Problem details » Every line from the one with "assert_eq!(train_ids.len() + test_ids.len(), all.len());" through the end of the records below should be restated word for word, and nothing outside that span.
[Supplied records — start]
const COLOR_BG: Color = Color::Rgb(30, 30, 46);
const COLOR_PANEL_BG: Color = Color::Rgb(24, 24, 36);
const COLOR_PANEL_FOCUSED_BG: Color = Color::Rgb(49, 50, 68);
const COLOR_BORDER_IDLE: Color = Color::Rgb(49, 50, 68);
const COLOR_BORDER_FOCUSED: Color = Color::Rgb(137, 180, 250);
const COLOR_TEXT_PRIMARY: Color = Color::Rgb(205, 214, 244);
const COLOR_TEXT_SECONDARY: Color = Color::Rgb(166, 173, 200);
const COLOR_ACCENT: Color = Color::Rgb(137, 180, 250);
const COLOR_SUCCESS: Color = Color::Rgb(166, 227, 161);
const COLOR_ERROR: Color = Color::Rgb(243, 139, 168);
const COLOR_LIKE: Color = Color::Rgb(235, 111, 146);

const SPINNER_FRAMES: [&str; 10] = ["⠋", "⠙", "⠹", "⠸", "⠼", "⠴", "⠦", "⠧", "⠇", "⠏"];
const TICK_RATE: Duration = Duration::from_millis(120);
const RAIL_WIDTH: u16 = 34;
const LOGIN_HINT: &str = "Log in with `reels-tui login <email>` to like or comment.";

pub struct Options {
    pub feed: ReelFeed,
    pub player: Option<Player>,
    pub profiles: Arc<dyn ProfileService>,
    pub status_message: String,
}

#[derive(Debug, Clone, Copy, PartialEq, Eq)]
enum Mode {
    Feed,
    Comments,
    CommentInput,
    Profile,
}

struct ProfileView {
    request_id: u64,
    user: String,
    result: Option<Result<UserProfile, String>>,
}

struct ProfileResponse {
    request_id: u64,
    result: Result<UserProfile>,
}

struct Spinner {
    index: usize,
    last_tick: Instant,
}

impl Spinner {
    fn new() -> Self {
        Self {
            index: 0,
            last_tick: Instant::now(),
        }
    }

    fn frame(&self) -> &'static str {
        SPINNER_FRAMES[self.index % SPINNER_FRAMES.len()]
    }

    fn advance(&mut self) -> bool {
        let now = Instant::now();
        if now.duration_since(self.last_tick) >= TICK_RATE {
            self.index = (self.index + 1) % SPINNER_FRAMES.len();
            self.last_tick = now;
            true
        } else {
            false
        }
    }
}

pub struct Model {
    feed: ReelFeed,
    player: Option<Player>,
    profiles: Arc<dyn ProfileService>,
    events: Sender<FeedEvent>,
    status_message: String,
    status_is_error: bool,
    mode: Mode,
    profile: Option<ProfileView>,
    profile_tx: Sender<ProfileResponse>,
    profile_rx: Receiver<ProfileResponse>,
    next_request_id: u64,
    media_announced: HashSet<usize>,
    viewport_rows: u16,
    rail_rows: u16,
    // First slide listed in the "Up next" rail.
    rail_offset: usize,
    spinner: Spinner,
    needs_redraw: bool,
}
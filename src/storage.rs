use std::path::PathBuf;
use std::sync::Arc;
use std::time::{Duration, SystemTime, UNIX_EPOCH};

use anyhow::{anyhow, bail, Context, Result};
use chrono::{DateTime, TimeZone, Utc};
use parking_lot::Mutex;
use rusqlite::{params, Connection, OptionalExtension, Row};

#[derive(Debug, Clone)]
pub struct Store {
    conn: Arc<Mutex<Connection>>,
}

#[derive(Debug, Clone)]
pub struct Account {
    pub id: i64,
    pub user_id: String,
    pub email: String,
    pub created_at: DateTime<Utc>,
    pub updated_at: DateTime<Utc>,
}

impl Account {
    pub fn new(user_id: impl Into<String>, email: impl Into<String>) -> Self {
        let epoch = Utc.timestamp_opt(0, 0).single().unwrap_or_else(Utc::now);
        Self {
            id: 0,
            user_id: user_id.into(),
            email: email.into(),
            created_at: epoch,
            updated_at: epoch,
        }
    }
}

/// Persisted session cookie for one account.
#[derive(Debug, Clone, PartialEq, Eq)]
pub struct StoredSession {
    pub account_id: i64,
    pub cookie_name: String,
    pub token: String,
    pub expires_at: DateTime<Utc>,
}

#[derive(Debug, Default, Clone)]
pub struct Options {
    pub path: Option<PathBuf>,
}

impl Store {
    pub fn open(opts: Options) -> Result<Self> {
        let path = match opts.path {
            Some(path) => path,
            None => default_path().context("storage: resolve default path")?,
        };

        if let Some(parent) = path.parent() {
            std::fs::create_dir_all(parent)
                .with_context(|| format!("storage: create directory {}", parent.display()))?;
        }

        let conn = Connection::open(&path)
            .with_context(|| format!("storage: open database at {}", path.display()))?;
        conn.pragma_update(None, "journal_mode", "WAL")
            .context("storage: set WAL")?;
        conn.pragma_update(None, "foreign_keys", "ON")
            .context("storage: enable foreign keys")?;
        conn.pragma_update(None, "busy_timeout", 5000)
            .context("storage: set busy timeout")?;
        migrate(&conn)?;

        Ok(Self {
            conn: Arc::new(Mutex::new(conn)),
        })
    }

    pub fn close(self) -> Result<()> {
        let conn = Arc::try_unwrap(self.conn)
            .map_err(|_| anyhow!("storage: connection still in use"))?
            .into_inner();
        conn.close()
            .map_err(|(_, err)| err)
            .context("storage: close connection")
    }

    pub fn upsert_account(&self, mut account: Account) -> Result<i64> {
        if account.user_id.trim().is_empty() {
            bail!("storage: user id required");
        }
        let now = Utc::now();
        if account.created_at.timestamp() == 0 {
            account.created_at = now;
        }
        account.updated_at = now;

        let conn = self.conn.lock();
        let id: i64 = conn.query_row(
            r#"
INSERT INTO accounts (user_id, email, created_at, updated_at)
VALUES (?1, ?2, ?3, ?4)
ON CONFLICT(user_id) DO UPDATE SET
  email = excluded.email,
  updated_at = excluded.updated_at
RETURNING id
"#,
            params![
                account.user_id,
                account.email,
                account.created_at.timestamp(),
                account.updated_at.timestamp(),
            ],
            |row| row.get(0),
        )?;
        Ok(id)
    }

    /// Most recently used first.
    pub fn list_accounts(&self) -> Result<Vec<Account>> {
        let conn = self.conn.lock();
        let mut stmt = conn.prepare(
            r#"
SELECT id, user_id, email, created_at, updated_at
FROM accounts
ORDER BY updated_at DESC, id DESC
"#,
        )?;
        let rows = stmt
            .query_map([], account_from_row)?
            .collect::<rusqlite::Result<Vec<_>>>()?;
        Ok(rows)
    }

    pub fn delete_account(&self, id: i64) -> Result<()> {
        let conn = self.conn.lock();
        conn.execute("DELETE FROM accounts WHERE id = ?1", params![id])
            .context("storage: delete account")?;
        Ok(())
    }

    pub fn upsert_session(&self, session: StoredSession) -> Result<()> {
        if session.account_id == 0 {
            bail!("storage: account id required for session");
        }
        if session.token.is_empty() {
            bail!("storage: session token required");
        }
        let conn = self.conn.lock();
        conn.execute(
            r#"
INSERT INTO sessions (account_id, cookie_name, token, expires_at)
VALUES (?1, ?2, ?3, ?4)
ON CONFLICT(account_id) DO UPDATE SET
  cookie_name = excluded.cookie_name,
  token = excluded.token,
  expires_at = excluded.expires_at
"#,
            params![
                session.account_id,
                session.cookie_name,
                session.token,
                session.expires_at.timestamp(),
            ],
        )?;
        Ok(())
    }

    pub fn get_session(&self, account_id: i64) -> Result<Option<StoredSession>> {
        let conn = self.conn.lock();
        conn.query_row(
            r#"
SELECT account_id, cookie_name, token, expires_at
FROM sessions
WHERE account_id = ?1
"#,
            params![account_id],
            |row| {
                let expires: i64 = row.get(3)?;
                Ok(StoredSession {
                    account_id: row.get(0)?,
                    cookie_name: row.get(1)?,
                    token: row.get(2)?,
                    expires_at: timestamp(expires),
                })
            },
        )
        .optional()
        .context("storage: query session")
    }

    pub fn delete_session(&self, account_id: i64) -> Result<()> {
        let conn = self.conn.lock();
        conn.execute(
            "DELETE FROM sessions WHERE account_id = ?1",
            params![account_id],
        )
        .context("storage: delete session")?;
        Ok(())
    }
}

fn timestamp(secs: i64) -> DateTime<Utc> {
    Utc.timestamp_opt(secs, 0).single().unwrap_or_else(Utc::now)
}

fn account_from_row(row: &Row<'_>) -> rusqlite::Result<Account> {
    let created: i64 = row.get(3)?;
    let updated: i64 = row.get(4)?;
    Ok(Account {
        id: row.get(0)?,
        user_id: row.get(1)?,
        email: row.get(2)?,
        created_at: timestamp(created),
        updated_at: timestamp(updated),
    })
}

fn migrate(conn: &Connection) -> Result<()> {
    conn.execute(
        r#"
CREATE TABLE IF NOT EXISTS schema_migrations (
  version INTEGER PRIMARY KEY,
  applied_at INTEGER NOT NULL
)
"#,
        [],
    )?;

    let current: i64 = conn
        .query_row(
            "SELECT COALESCE(MAX(version), 0) FROM schema_migrations",
            [],
            |row| row.get(0),
        )
        .unwrap_or(0);

    for (idx, sql) in migrations().iter().enumerate() {
        let version = (idx + 1) as i64;
        if version <= current {
            continue;
        }
        conn.execute_batch(sql)
            .with_context(|| format!("storage: apply migration {version}"))?;
        conn.execute(
            "INSERT INTO schema_migrations (version, applied_at) VALUES (?1, ?2)",
            params![
                version,
                SystemTime::now()
                    .duration_since(UNIX_EPOCH)
                    .unwrap_or(Duration::from_secs(0))
                    .as_secs() as i64,
            ],
        )?;
    }
    Ok(())
}

fn migrations() -> Vec<&'static str> {
    vec![r#"
CREATE TABLE IF NOT EXISTS accounts (
  id INTEGER PRIMARY KEY AUTOINCREMENT,
  user_id TEXT NOT NULL UNIQUE,
  email TEXT NOT NULL,
  created_at INTEGER NOT NULL,
  updated_at INTEGER NOT NULL
);

CREATE TABLE IF NOT EXISTS sessions (
  account_id INTEGER PRIMARY KEY,
  cookie_name TEXT NOT NULL,
  token TEXT NOT NULL,
  expires_at INTEGER NOT NULL,
  FOREIGN KEY(account_id) REFERENCES accounts(id) ON DELETE CASCADE
);
"#]
}

pub fn default_path() -> Option<PathBuf> {
    dirs::config_dir().map(|dir| dir.join("reels-tui").join("state.db"))
}
//! Transcript CSV reading and train/test splitting.

use std::collections::BTreeMap;
use std::path::Path;

use rand::rngs::StdRng;
use rand::seq::SliceRandom;
use rand::SeedableRng;
use serde::Serialize;

use crate::error::Result;

/// One `(audio_path, transcript)` row.
#[derive(Debug, Clone, PartialEq, Serialize)]
pub struct Utterance {
    /// Audio file basename
    pub id: String,
    pub audio_path: String,
    pub transcript: String,
}

/// Utterances keyed by id, iterated in id order.
pub type TranscriptMap = BTreeMap<String, Utterance>;

/// Read a headerless `audio_path,transcript` CSV.
pub fn read_transcripts(path: &Path) -> Result<Vec<Utterance>> {
    let mut reader = csv::ReaderBuilder::new()
        .has_headers(false)
        .flexible(true)
        .from_path(path)?;

    let mut utterances = Vec::new();
    for record in reader.records() {
        let record = record?;
        let audio_path = record.get(0).unwrap_or_default().to_string();
        let transcript = record.get(1).unwrap_or_default().to_string();
        utterances.push(Utterance {
            id: utterance_id(&audio_path),
            audio_path,
            transcript,
        });
    }
    log::info!("Read {} transcripts from {}", utterances.len(), path.display());
    Ok(utterances)
}

/// The file name component of an audio path.
pub fn utterance_id(audio_path: &str) -> String {
    Path::new(audio_path)
        .file_name()
        .map(|s| s.to_string_lossy().to_string())
        .unwrap_or_else(|| audio_path.to_string())
}

/// Shuffle and split into `(train, test)`; the test share is rounded up.
///
/// If seed is provided, the split is deterministic.
pub fn split_train_test(
    utterances: &[Utterance],
    test_ratio: f64,
    seed: Option<u64>,
) -> (Vec<Utterance>, Vec<Utterance>) {
    let mut rng = match seed {
        Some(s) => StdRng::seed_from_u64(s),
        None => StdRng::from_entropy(),
    };
    let mut shuffled = utterances.to_vec();
    shuffled.shuffle(&mut rng);

    let ratio = test_ratio.clamp(0.0, 1.0);
    let n_test = ((shuffled.len() as f64) * ratio).ceil() as usize;
    let train = shuffled.split_off(n_test);
    (train, shuffled)
}

/// Index utterances by id. Later rows win on repeated ids.
pub fn to_map(utterances: impl IntoIterator<Item = Utterance>) -> TranscriptMap {
    utterances.into_iter().map(|u| (u.id.clone(), u)).collect()
}

#[cfg(test)]
mod tests {
    use super::*;
    use std::collections::HashSet;

    fn utts(n: usize) -> Vec<Utterance> {
        (0..n)
            .map(|i| Utterance {
                id: format!("u{:03}.wav", i),
                audio_path: format!("/audio/u{:03}.wav", i),
                transcript: format!("sentence {}", i),
            })
            .collect()
    }

    #[test]
    fn test_utterance_id_is_basename() {
        assert_eq!(utterance_id("/data/wav/a1.wav"), "a1.wav");
        assert_eq!(utterance_id("b2.wav"), "b2.wav");
    }

    #[test]
    fn test_read_transcripts() {
        let dir = tempfile::tempdir().unwrap();
        let path = dir.path().join("ts.csv");
        std::fs::write(&path, "/x/a.wav,hallo welt\n/x/b.wav,\"guten tag, welt\"\n").unwrap();

        let ts = read_transcripts(&path).unwrap();
        assert_eq!(ts.len(), 2);
        assert_eq!(ts[0].id, "a.wav");
        assert_eq!(ts[0].transcript, "hallo welt");
        assert_eq!(ts[1].transcript, "guten tag, welt");
    }

    #[test]
    fn test_split_sizes() {
        let (train, test) = split_train_test(&utts(10), 0.2, Some(1));
        assert_eq!(test.len(), 2);
        assert_eq!(train.len(), 8);

        let (train, test) = split_train_test(&utts(3), 0.2, Some(1));
        assert_eq!(test.len(), 1);
        assert_eq!(train.len(), 2);
    }

    #[test]
    fn test_split_is_partition() {
        let all = utts(25);
        let (train, test) = split_train_test(&all, 0.3, Some(7));
        let train_ids: HashSet<_> = train.iter().map(|u| u.id.clone()).collect();
        let test_ids: HashSet<_> = test.iter().map(|u| u.id.clone()).collect();
        assert!(train_ids.is_disjoint(&test_ids));
        assert_eq!(train_ids.len() + test_ids.len(), all.len());
    }

    #[test]
    fn test_split_deterministic_with_seed() {
        let all = utts(20);
        assert_eq!(split_train_test(&all, 0.25, Some(42)), split_train_test(&all, 0.25, Some(42)));
    }

    #[test]
    fn test_to_map_sorted() {
        let mut v = utts(3);
        v.reverse();
        let map = to_map(v);
        assert_eq!(map.keys().cloned().collect::<Vec<_>>(), vec!["u000.wav", "u001.wav", "u002.wav"]);
    }
}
[Supplied records — finish]
Answer section »
        assert_eq!(train_ids.len() + test_ids.len(), all.len());
    }

    #[test]
    fn test_split_deterministic_with_seed() {
        let all = utts(20);
        assert_eq!(split_train_test(&all, 0.25, Some(42)), split_train_test(&all, 0.25, Some(42)));
    }

    #[test]
    fn test_to_map_sorted() {
        let mut v = utts(3);
        v.reverse();
        let map = to_map(v);
        assert_eq!(map.keys().cloned().collect::<Vec<_>>(), vec!["u000.wav", "u001.wav", "u002.wav"]);
    }
}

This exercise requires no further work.